In a specific implementation, the specific working principle and working flow of the flow chart analysis device 50 in the document may refer to the description in the flow chart analysis method in the document provided in the above embodiment of the present invention, and will not be repeated here.
The embodiment of the invention also provides a computing device, which comprises a memory and a processor, wherein the memory stores a computer program capable of running on the processor, and the processor executes the steps in the analysis method of the flow chart in the file provided by any embodiment of the invention when running the computer program.
The embodiment of the invention also provides a computer readable storage medium, which is a non-volatile storage medium or a non-transient storage medium, and a computer program is stored on the computer readable storage medium, and the computer program is executed by a processor to execute the steps in the method for analyzing the flow chart in the file provided by any embodiment of the invention.
Those of ordinary skill in the art will appreciate that all or a portion of the steps in the various methods of the above embodiments may be implemented by a program to instruct related hardware, the program may be stored in any computer readable storage medium, and the storage medium may include: ROM, RAM, magnetic or optical disks, etc.
Although the present invention is disclosed above, the present invention is not limited thereto.
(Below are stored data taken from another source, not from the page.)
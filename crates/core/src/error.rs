//! Error taxonomy shared by the metrics engine, the cart service and the
//! store adapters.
//!
//! An empty result is never an error: metrics over empty tables return
//! zero-valued answers.

use serde::{Deserialize, Serialize};
use thiserror::Error;

/// Which of the two backing stores an operation ran against.
#[derive(Debug, Clone, Copy, PartialEq, Eq, Hash, Serialize, Deserialize)]
#[serde(rename_all = "lowercase")]
pub enum StoreKind {
    /// The relational store (`PostgreSQL`).
    Relational,
    /// The document store (`MongoDB`).
    Document,
}

impl StoreKind {
    /// Lowercase name used in routes and payloads.
    #[must_use]
    pub const fn as_str(self) -> &'static str {
        match self {
            Self::Relational => "relational",
            Self::Document => "document",
        }
    }
}

impl std::fmt::Display for StoreKind {
    fn fmt(&self, f: &mut std::fmt::Formatter<'_>) -> std::fmt::Result {
        f.write_str(self.as_str())
    }
}

impl std::str::FromStr for StoreKind {
    type Err = Error;

    fn from_str(s: &str) -> std::result::Result<Self, Self::Err> {
        match s {
            "relational" | "postgres" => Ok(Self::Relational),
            "document" | "mongodb" => Ok(Self::Document),
            _ => Err(Error::Validation(format!("unknown store: {s}"))),
        }
    }
}

/// Errors produced by metric computations and cart operations.
#[derive(Debug, Error)]
pub enum Error {
    /// The store could not be reached or a query failed.
    #[error("{store} store unavailable: {message}")]
    DataUnavailable {
        /// The store that failed.
        store: StoreKind,
        /// Human-readable cause.
        message: String,
    },

    /// Malformed input, rejected before reaching a store.
    #[error("invalid input: {0}")]
    Validation(String),

    /// A referenced product, cart, cart item or user does not exist.
    #[error("not found: {0}")]
    NotFound(String),

    /// Stored data violates a domain invariant.
    #[error("stored data is invalid: {0}")]
    Corrupt(String),
}

impl Error {
    /// Build a [`Error::DataUnavailable`] from any displayable cause.
    pub fn unavailable(store: StoreKind, cause: impl std::fmt::Display) -> Self {
        Self::DataUnavailable {
            store,
            message: cause.to_string(),
        }
    }

    /// Whether this error means the store itself is unreachable.
    #[must_use]
    pub const fn is_unavailable(&self) -> bool {
        matches!(self, Self::DataUnavailable { .. })
    }
}

/// Result type alias for core operations.
pub type Result<T> = std::result::Result<T, Error>;

#[cfg(test)]
mod tests {
    use super::*;

    #[test]
    fn test_unavailable_message_names_store() {
        let err = Error::unavailable(StoreKind::Document, "connection refused");
        assert!(err.is_unavailable());
        assert_eq!(
            err.to_string(),
            "document store unavailable: connection refused"
        );
    }

    #[test]
    fn test_store_kind_parses_aliases() {
        assert!(matches!("postgres".parse(), Ok(StoreKind::Relational)));
        assert!(matches!("document".parse(), Ok(StoreKind::Document)));
        assert!(matches!(
            "redis".parse::<StoreKind>(),
            Err(Error::Validation(_))
        ));
    }
}
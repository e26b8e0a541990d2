//! Cart state machine through the service and through the HTTP router.

#![allow(clippy::unwrap_used, clippy::indexing_slicing)]

use std::sync::Arc;

use axum::http::StatusCode;
use rust_decimal::Decimal;
use storelens_core::cart::{AbandonOutcome, CartContext, CartService, CheckoutOutcome, CheckoutPricing};
use storelens_core::store::InMemoryStore;
use storelens_core::{CartId, CartStatus, Error, ProductId, StoreKind};
use storelens_integration_tests::{TestApp, shop};

fn service(pricing: CheckoutPricing) -> (Arc<InMemoryStore>, CartService) {
    let store = Arc::new(InMemoryStore::from_snapshot(StoreKind::Relational, shop()));
    let service = CartService::new(store.clone(), pricing);
    (store, service)
}

#[tokio::test]
async fn test_checkout_is_idempotent_and_total_matches_items() {
    let (store, carts) = service(CheckoutPricing::Catalog);
    let mut ctx = CartContext::default();

    carts.add_item(&mut ctx, &ProductId::new("p1")).await.unwrap();
    carts.add_item(&mut ctx, &ProductId::new("p2")).await.unwrap();
    let cart_id = ctx.cart_id.clone().unwrap();

    let CheckoutOutcome::Placed(order) = carts.checkout(&mut ctx).await.unwrap() else {
        panic!("first checkout should place an order");
    };
    assert_eq!(order.items.len(), 2);
    assert_eq!(order.total_amount, order.items_total());
    assert_eq!(order.total_amount, Decimal::new(9500, 2));
    assert!(ctx.cart_id.is_none());

    // Replaying the checkout against the converted cart changes nothing
    let mut replay = CartContext::with_cart(cart_id.clone());
    let outcome = carts.checkout(&mut replay).await.unwrap();
    assert_eq!(outcome, CheckoutOutcome::Closed(CartStatus::Converted));

    let snapshot = store.snapshot();
    assert_eq!(snapshot.orders.len(), 1);
    let cart = snapshot.carts.iter().find(|c| c.id == cart_id).unwrap();
    assert_eq!(cart.status, CartStatus::Converted);
}

#[tokio::test(flavor = "multi_thread", worker_threads = 2)]
async fn test_concurrent_checkouts_place_one_order() {
    let (store, carts) = service(CheckoutPricing::default());
    let mut ctx = CartContext::default();
    carts.add_item(&mut ctx, &ProductId::new("p1")).await.unwrap();
    carts.add_item(&mut ctx, &ProductId::new("p4")).await.unwrap();
    let cart_id = ctx.cart_id.clone().unwrap();

    let checkout = |carts: CartService, cart_id: CartId| {
        tokio::spawn(async move {
            let mut ctx = CartContext::with_cart(cart_id);
            carts.checkout(&mut ctx).await.unwrap()
        })
    };
    let first = checkout(carts.clone(), cart_id.clone());
    let second = checkout(carts.clone(), cart_id.clone());
    let (first, second) = tokio::join!(first, second);
    let outcomes = [first.unwrap(), second.unwrap()];

    let placed = outcomes
        .iter()
        .filter(|o| matches!(o, CheckoutOutcome::Placed(_)))
        .count();
    assert_eq!(placed, 1);
    assert!(outcomes.contains(&CheckoutOutcome::Closed(CartStatus::Converted)));

    let snapshot = store.snapshot();
    assert_eq!(snapshot.orders.len(), 1);
    assert_eq!(snapshot.orders[0].items.len(), 2);
}

#[tokio::test]
async fn test_removed_items_are_not_bought() {
    let (store, carts) = service(CheckoutPricing::default());
    let mut ctx = CartContext::default();

    let kept = carts.add_item(&mut ctx, &ProductId::new("p1")).await.unwrap();
    let dropped = carts.add_item(&mut ctx, &ProductId::new("p3")).await.unwrap();
    carts.remove_item(&ctx, &dropped.id).await.unwrap();

    let lines = carts.contents(&ctx).await.unwrap();
    assert_eq!(lines.len(), 1);
    assert_eq!(lines[0].item_id, kept.id);

    // A removed item cannot be removed twice
    assert!(matches!(
        carts.remove_item(&ctx, &dropped.id).await,
        Err(Error::NotFound(_))
    ));

    let CheckoutOutcome::Placed(order) = carts.checkout(&mut ctx).await.unwrap() else {
        panic!("checkout should place an order");
    };
    assert_eq!(order.items.len(), 1);
    assert_eq!(order.total_amount, Decimal::new(2000, 2));

    // The removed row is kept with its removal time
    let cart = &store.snapshot().carts[0];
    assert_eq!(cart.items.len(), 2);
    assert!(cart.items.iter().any(|i| i.removed_at.is_some()));
}

#[tokio::test]
async fn test_abandon_only_from_active() {
    let (store, carts) = service(CheckoutPricing::default());
    let mut ctx = CartContext::default();
    carts.add_item(&mut ctx, &ProductId::new("p1")).await.unwrap();
    let cart_id = ctx.cart_id.clone().unwrap();

    carts.checkout(&mut ctx).await.unwrap();

    let mut late = CartContext::with_cart(cart_id.clone());
    let outcome = carts.abandon(&mut late).await.unwrap();
    assert_eq!(outcome, AbandonOutcome::Closed(CartStatus::Converted));
    assert!(late.cart_id.is_none());

    let cart = store
        .snapshot()
        .carts
        .into_iter()
        .find(|c| c.id == cart_id)
        .unwrap();
    assert_eq!(cart.status, CartStatus::Converted);
}

#[tokio::test]
async fn test_adding_after_abandon_opens_new_cart() {
    let (store, carts) = service(CheckoutPricing::default());
    let mut ctx = CartContext::default();
    carts.add_item(&mut ctx, &ProductId::new("p1")).await.unwrap();
    let first = ctx.cart_id.clone().unwrap();

    assert_eq!(carts.abandon(&mut ctx).await.unwrap(), AbandonOutcome::Abandoned);

    // A stale context pointing at the abandoned cart
    let mut stale = CartContext::with_cart(first.clone());
    carts.add_item(&mut stale, &ProductId::new("p2")).await.unwrap();
    let second = stale.cart_id.clone().unwrap();
    assert_ne!(first, second);

    let snapshot = store.snapshot();
    let abandoned = snapshot.carts.iter().find(|c| c.id == first).unwrap();
    assert_eq!(abandoned.status, CartStatus::Abandoned);
    assert_eq!(abandoned.items.len(), 1);
}

#[tokio::test]
async fn test_inactive_product_rejected() {
    let mut snapshot = shop();
    snapshot.products[0].is_active = false;
    let store = Arc::new(InMemoryStore::from_snapshot(StoreKind::Relational, snapshot));
    let carts = CartService::new(store, CheckoutPricing::default());

    let mut ctx = CartContext::default();
    let err = carts.add_item(&mut ctx, &ProductId::new("p1")).await.unwrap_err();
    assert!(matches!(err, Error::Validation(_)));
    assert!(ctx.cart_id.is_none());
}

#[tokio::test]
async fn test_session_cart_flow_over_http() {
    let mut app = TestApp::new(shop(), None);

    let added = app.post_form("/cart/add", &[("product_id", "p1")]).await;
    assert_eq!(added.status, StatusCode::OK);
    let cart_id = added.body["cart_id"].as_str().unwrap().to_owned();

    let added = app.post_form("/cart/add", &[("product_id", "p2")]).await;
    assert_eq!(added.body["cart_id"], cart_id.as_str());
    let second_item = added.body["cart_item_id"].as_str().unwrap().to_owned();

    let removed = app
        .post_form("/cart/remove", &[("cart_item_id", &second_item)])
        .await;
    assert_eq!(removed.status, StatusCode::OK);

    let current = app.get("/cart").await;
    let lines = current.body.as_array().unwrap();
    assert_eq!(lines.len(), 1);
    assert_eq!(lines[0]["product_id"], "p1");

    let checkout = app.post_form("/cart/checkout", &[]).await;
    assert_eq!(checkout.status, StatusCode::OK);
    assert_eq!(checkout.body["total_amount"], "20.00");
    assert_eq!(checkout.body["message"], "Purchase completed successfully!");

    // The session no longer points at a cart
    let current = app.get("/cart").await;
    assert!(current.body.as_array().unwrap().is_empty());
    let again = app.post_form("/cart/checkout", &[]).await;
    assert_eq!(again.status, StatusCode::OK);
    assert_eq!(again.body["message"], "Your cart is empty.");

    assert_eq!(app.relational.snapshot().orders.len(), 1);
}

#[tokio::test]
async fn test_abandon_over_http() {
    let mut app = TestApp::new(shop(), None);

    let nothing = app.post_form("/cart/abandon", &[]).await;
    assert_eq!(nothing.status, StatusCode::OK);
    assert_eq!(nothing.body["message"], "No active cart to abandon.");

    app.post_form("/cart/add", &[("product_id", "p3")]).await;
    let abandoned = app.post_form("/cart/abandon", &[]).await;
    assert_eq!(abandoned.body["message"], "You abandoned your cart.");

    let carts = app.relational.snapshot().carts;
    assert_eq!(carts.len(), 1);
    assert_eq!(carts[0].status, CartStatus::Abandoned);
}

#[tokio::test]
async fn test_rating_over_http() {
    let mut app = TestApp::new(shop(), None);

    let bad = app.post_form("/products/p1/rate", &[("rating", "0")]).await;
    assert_eq!(bad.status, StatusCode::BAD_REQUEST);

    let missing = app.post_form("/products/p9/rate", &[("rating", "3")]).await;
    assert_eq!(missing.status, StatusCode::NOT_FOUND);

    let ok = app.post_form("/products/p1/rate", &[("rating", "5")]).await;
    assert_eq!(ok.status, StatusCode::OK);

    let reviews = app.relational.snapshot().reviews;
    assert_eq!(reviews.len(), 1);
    assert_eq!(reviews[0].rating.value(), 5);
    assert_eq!(reviews[0].comment.as_deref(), Some("Rated from frontend"));
}
//! Catalog-level metrics: listing, ratings and simple aggregates.

use std::collections::HashMap;

use rust_decimal::Decimal;
use serde::Serialize;

use super::mean;
use crate::model::{Product, Review};
use crate::store::Datasets;
use crate::types::{Price, ProductId};

/// Catalog sort order. Unknown values fall back to [`CatalogSort::Newest`].
#[derive(Debug, Clone, Copy, Default, PartialEq, Eq, Serialize)]
#[serde(rename_all = "snake_case")]
pub enum CatalogSort {
    #[default]
    Newest,
    PriceLow,
    PriceHigh,
}

impl CatalogSort {
    /// Parse a sort parameter, never failing.
    #[must_use]
    pub fn parse_lenient(value: &str) -> Self {
        match value {
            "price_low" => Self::PriceLow,
            "price_high" => Self::PriceHigh,
            _ => Self::Newest,
        }
    }
}

#[derive(Debug, Clone, PartialEq, Eq, Serialize)]
pub struct CatalogEntry {
    pub id: ProductId,
    pub name: String,
    pub price: Price,
    pub category: String,
}

#[derive(Debug, Clone, PartialEq, Eq, Serialize)]
pub struct RatedProduct {
    pub product_id: ProductId,
    pub name: String,
    pub category: String,
    pub average_rating: Decimal,
    pub review_count: usize,
}

#[derive(Debug, Clone, PartialEq, Eq, Serialize)]
pub struct PriceSummary {
    pub product_count: usize,
    pub average_price: Option<Decimal>,
    pub min_price: Option<Price>,
    pub max_price: Option<Price>,
}

/// Number of stored records per entity.
#[derive(Debug, Clone, Default, PartialEq, Eq, Serialize)]
pub struct EntityCounts {
    pub users: usize,
    pub products: usize,
    pub carts: usize,
    pub cart_items: usize,
    pub orders: usize,
    pub order_items: usize,
    pub reviews: usize,
}

pub(super) fn catalog(products: &[Product], sort: CatalogSort) -> Vec<CatalogEntry> {
    let mut active: Vec<&Product> = products.iter().filter(|p| p.is_active).collect();
    match sort {
        CatalogSort::Newest => active.sort_by(|a, b| {
            b.created_at
                .cmp(&a.created_at)
                .then_with(|| a.id.cmp(&b.id))
        }),
        CatalogSort::PriceLow => {
            active.sort_by(|a, b| a.price.cmp(&b.price).then_with(|| a.name.cmp(&b.name)));
        }
        CatalogSort::PriceHigh => {
            active.sort_by(|a, b| b.price.cmp(&a.price).then_with(|| a.name.cmp(&b.name)));
        }
    }

    active
        .into_iter()
        .map(|p| CatalogEntry {
            id: p.id.clone(),
            name: p.name.clone(),
            price: p.price,
            category: p.category.clone(),
        })
        .collect()
}

pub(super) fn top_rated(products: &[Product], reviews: &[Review], limit: usize) -> Vec<RatedProduct> {
    let mut ratings: HashMap<&ProductId, (i64, usize)> = HashMap::new();
    for review in reviews {
        let entry = ratings.entry(&review.product_id).or_default();
        entry.0 += i64::from(review.rating);
        entry.1 += 1;
    }

    let mut rows: Vec<RatedProduct> = products
        .iter()
        .filter(|p| p.is_active)
        .filter_map(|p| {
            let (sum, count) = ratings.get(&p.id)?;
            Some(RatedProduct {
                product_id: p.id.clone(),
                name: p.name.clone(),
                category: p.category.clone(),
                average_rating: mean(Decimal::from(*sum), *count)?,
                review_count: *count,
            })
        })
        .collect();

    rows.sort_by(|a, b| {
        b.average_rating
            .cmp(&a.average_rating)
            .then_with(|| b.review_count.cmp(&a.review_count))
            .then_with(|| a.name.cmp(&b.name))
    });
    rows.truncate(limit);
    rows
}

pub(super) fn price_summary(products: &[Product]) -> PriceSummary {
    let total: Decimal = products.iter().map(|p| p.price.amount()).sum();
    PriceSummary {
        product_count: products.len(),
        average_price: mean(total, products.len()),
        min_price: products.iter().map(|p| p.price).min(),
        max_price: products.iter().map(|p| p.price).max(),
    }
}

pub(super) fn entity_counts(data: &Datasets) -> EntityCounts {
    EntityCounts {
        users: data.users.len(),
        products: data.products.len(),
        carts: data.carts.len(),
        cart_items: data.carts.iter().map(|c| c.items.len()).sum(),
        orders: data.orders.len(),
        order_items: data.orders.iter().map(|o| o.items.len()).sum(),
        reviews: data.reviews.len(),
    }
}

#[cfg(test)]
#[allow(clippy::unwrap_used, clippy::indexing_slicing)]
mod tests {
    use super::*;
    use crate::testing::{at, product, review};

    fn products() -> Vec<Product> {
        vec![
            Product {
                created_at: at(2024, 1, 1, 0),
                ..product("p1", "Lamp", 1500)
            },
            Product {
                created_at: at(2024, 2, 1, 0),
                ..product("p2", "Rug", 8000)
            },
            Product {
                created_at: at(2024, 3, 1, 0),
                is_active: false,
                ..product("p3", "Retired", 100)
            },
            Product {
                created_at: at(2024, 1, 15, 0),
                ..product("p4", "Vase", 3000)
            },
        ]
    }

    fn ids(rows: &[CatalogEntry]) -> Vec<&str> {
        rows.iter().map(|r| r.id.as_str()).collect()
    }

    #[test]
    fn test_catalog_sorts_active_products() {
        let products = products();
        assert_eq!(ids(&catalog(&products, CatalogSort::Newest)), ["p2", "p4", "p1"]);
        assert_eq!(ids(&catalog(&products, CatalogSort::PriceLow)), ["p1", "p4", "p2"]);
        assert_eq!(ids(&catalog(&products, CatalogSort::PriceHigh)), ["p2", "p4", "p1"]);
    }

    #[test]
    fn test_top_rated_excludes_unreviewed_and_breaks_ties_by_count() {
        let reviews = vec![
            review("r1", "u1", "p1", 5),
            review("r2", "u2", "p1", 4),
            review("r3", "u1", "p2", 4),
            review("r4", "u2", "p2", 5),
            review("r5", "u3", "p2", 5),
            review("r6", "u1", "p4", 5),
            review("r7", "u1", "p3", 5),
        ];
        let rows = top_rated(&products(), &reviews, 10);

        let ids: Vec<_> = rows.iter().map(|r| r.product_id.as_str()).collect();
        assert_eq!(ids, ["p4", "p2", "p1"], "inactive p3 is hidden");
        assert_eq!(rows[1].average_rating, Decimal::new(467, 2));
        assert_eq!(rows[2].average_rating, Decimal::new(450, 2));
        assert_eq!(top_rated(&products(), &reviews, 1).len(), 1);
    }

    #[test]
    fn test_price_summary() {
        let summary = price_summary(&products());
        assert_eq!(summary.product_count, 4);
        assert_eq!(summary.average_price, Some(Decimal::new(3150, 2)));
        assert_eq!(summary.min_price, Some(Price::from_cents(100)));
        assert_eq!(summary.max_price, Some(Price::from_cents(8000)));

        let empty = price_summary(&[]);
        assert_eq!(empty.product_count, 0);
        assert!(empty.average_price.is_none());
    }
}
Various changes and modifications may be made by one skilled in the art without departing from the spirit and scope of the invention, and the scope of the invention should be assessed accordingly to that of the appended claims.

Claims (21)

1. A method of flow chart analysis in a document, comprising:
analyzing each page of the file to be analyzed, and obtaining all elements in each page and attribute information of each element, wherein the elements comprise: text, lines, and arrow images;
Determining the position of each arrow image according to the attribute information of the arrow image, wherein the attribute information of the arrow image comprises the position information of the arrow image;
determining the position of a connecting line according to the position of the arrow image and the attribute information of the line, wherein the connecting line is a line with an arrow, and the connecting line is used for marking the execution sequence among all nodes;
determining a node corresponding to the starting end and a node corresponding to the pointing end of each connecting line according to the attribute information of the text, the position of the starting end and the position of the pointing end of each connecting line, wherein the starting end refers to one end of the connecting line without an arrow, and the pointing end refers to one end of the connecting line with an arrow;
and determining the execution sequence of each node of the flow chart in the file to be analyzed according to the node corresponding to the starting end and the node corresponding to the pointing end of each connecting line.
2. The method for analyzing a flowchart in a document according to claim 1, wherein determining the position of the connecting line based on the position of the arrow image and the attribute information of the line comprises:
determining the positions of two ends of the line according to the attribute information of the line;
And in a preset area range taking the position of the arrow image as the center, acquiring a line with one end positioned in the preset area range and matched with the arrow image, and combining the arrow image and the line matched with the arrow image into the connecting line.
3. The method for analyzing a flowchart in a document according to claim 1, wherein determining a node corresponding to a start end of each connecting line according to the attribute information of the text and the position of the start end of each connecting line comprises:
and if the initial end of the connecting line corresponds to the text within the preset area range of the position of the initial end of the connecting line, determining a node corresponding to the initial end of the connecting line according to the text corresponding to the initial end of the connecting line.
4. A method for analyzing a flowchart in a document according to claim 3, wherein determining a node corresponding to the start end of the connection line according to the text corresponding to the start end of the connection line comprises:
obtaining the position of each text stream and the line spacing between the text streams in the text according to the attribute information of the text;
and determining one or more text streams corresponding to the initial end of the connecting line according to the positions of the text streams and the line spacing between the text streams, wherein the one or more text streams corresponding to the initial end of the connecting line are nodes corresponding to the initial end of the connecting line.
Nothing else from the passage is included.